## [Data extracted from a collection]
══════

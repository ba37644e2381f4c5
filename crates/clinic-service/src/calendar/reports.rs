//! Last sync report per academic year.
//!
//! Reports are persisted so a sync run from the CLI, the worker, or the
//! admin API is readable from any process. The cache sits in front of the
//! store for repeated reads.

use std::sync::Arc;
use std::time::Duration;

use async_trait::async_trait;
use serde_json::Value;
use tracing::debug;

use clinic_cache::{CacheManager, keys};
use clinic_core::result::AppResult;
use clinic_core::traits::cache::CacheProvider;
use clinic_database::repositories::SyncReportRepository;

use super::service::SyncReport;

/// How long a report read stays in cache.
const REPORT_TTL: Duration = Duration::from_secs(30 * 24 * 3600);

/// Where sync reports are persisted.
#[async_trait]
pub trait SyncReportStore: Send + Sync + std::fmt::Debug + 'static {
    async fn save(&self, year: i32, report: &Value) -> AppResult<()>;

    async fn find(&self, year: i32) -> AppResult<Option<Value>>;
}

#[async_trait]
impl SyncReportStore for SyncReportRepository {
    async fn save(&self, year: i32, report: &Value) -> AppResult<()> {
        SyncReportRepository::save(self, year, report).await
    }

    async fn find(&self, year: i32) -> AppResult<Option<Value>> {
        SyncReportRepository::find(self, year).await
    }
}

/// Persisted, cached sync reports.
#[derive(Debug, Clone)]
pub struct SyncReportLog {
    store: Arc<dyn SyncReportStore>,
    cache: CacheManager,
}

impl SyncReportLog {
    pub fn new(store: Arc<dyn SyncReportStore>, cache: CacheManager) -> Self {
        Self { store, cache }
    }

    /// Persist `report` as the latest for its year.
    pub async fn record(&self, report: &SyncReport) -> AppResult<()> {
        let value = serde_json::to_value(report)?;
        self.store.save(report.year, &value).await?;
        self.cache
            .put_json(&keys::calendar_sync_report(report.year), &value, REPORT_TTL)
            .await
    }

    /// Latest report for `year`, if any run has recorded one.
    pub async fn last(&self, year: i32) -> AppResult<Option<Value>> {
        let key = keys::calendar_sync_report(year);
        if let Some(report) = self.cache.fetch_json::<Value>(&key).await? {
            return Ok(Some(report));
        }

        let stored = self.store.find(year).await?;
        if let Some(report) = &stored {
            debug!(year, "Caching stored calendar sync report");
            self.cache.put_json(&key, report, REPORT_TTL).await?;
        }
        Ok(stored)
    }
}

#[cfg(test)]
mod tests {
    use std::collections::HashMap;

    use tokio::sync::Mutex;

    use super::*;
    use clinic_core::config::cache::CacheConfig;

    #[derive(Debug, Default)]
    struct MemoryReports {
        rows: Mutex<HashMap<i32, Value>>,
    }

    #[async_trait]
    impl SyncReportStore for MemoryReports {
        async fn save(&self, year: i32, report: &Value) -> AppResult<()> {
            self.rows.lock().await.insert(year, report.clone());
            Ok(())
        }

        async fn find(&self, year: i32) -> AppResult<Option<Value>> {
            Ok(self.rows.lock().await.get(&year).cloned())
        }
    }

    fn log(store: &Arc<MemoryReports>) -> SyncReportLog {
        let store: Arc<dyn SyncReportStore> = store.clone();
        SyncReportLog::new(store, CacheManager::new(&CacheConfig::default()))
    }

    #[tokio::test]
    async fn test_report_recorded_elsewhere_is_readable() {
        let store = Arc::new(MemoryReports::default());
        // Separate caches stand in for the CLI and the server processes.
        let cli = log(&store);
        let server = log(&store);

        let report = SyncReport {
            year: 2025,
            academic_year: "2025-2026".to_string(),
            synced: 7,
            updated: 2,
            ..Default::default()
        };
        cli.record(&report).await.unwrap();

        let found = server.last(2025).await.unwrap().expect("report stored");
        assert_eq!(found["academic_year"], "2025-2026");
        assert_eq!(found["synced"], 7);
        assert!(server.cache.exists(&keys::calendar_sync_report(2025)).await.unwrap());

        assert!(server.last(2024).await.unwrap().is_none());
    }

    #[tokio::test]
    async fn test_newer_report_replaces_older() {
        let store = Arc::new(MemoryReports::default());
        let reports = log(&store);

        for synced in [3, 5] {
            let report = SyncReport {
                year: 2026,
                academic_year: "2026-2027".to_string(),
                synced,
                ..Default::default()
            };
            reports.record(&report).await.unwrap();
        }

        assert_eq!(reports.last(2026).await.unwrap().unwrap()["synced"], 5);
        assert_eq!(store.rows.lock().await[&2026]["synced"], 5);
    }
}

══════

## [TASK INSTRUCTIONS]
The lines above that hold the word "MemoryReports" need counting; write the count and nothing more.

## [SOLUTION FOR THIS EXERCISE]
5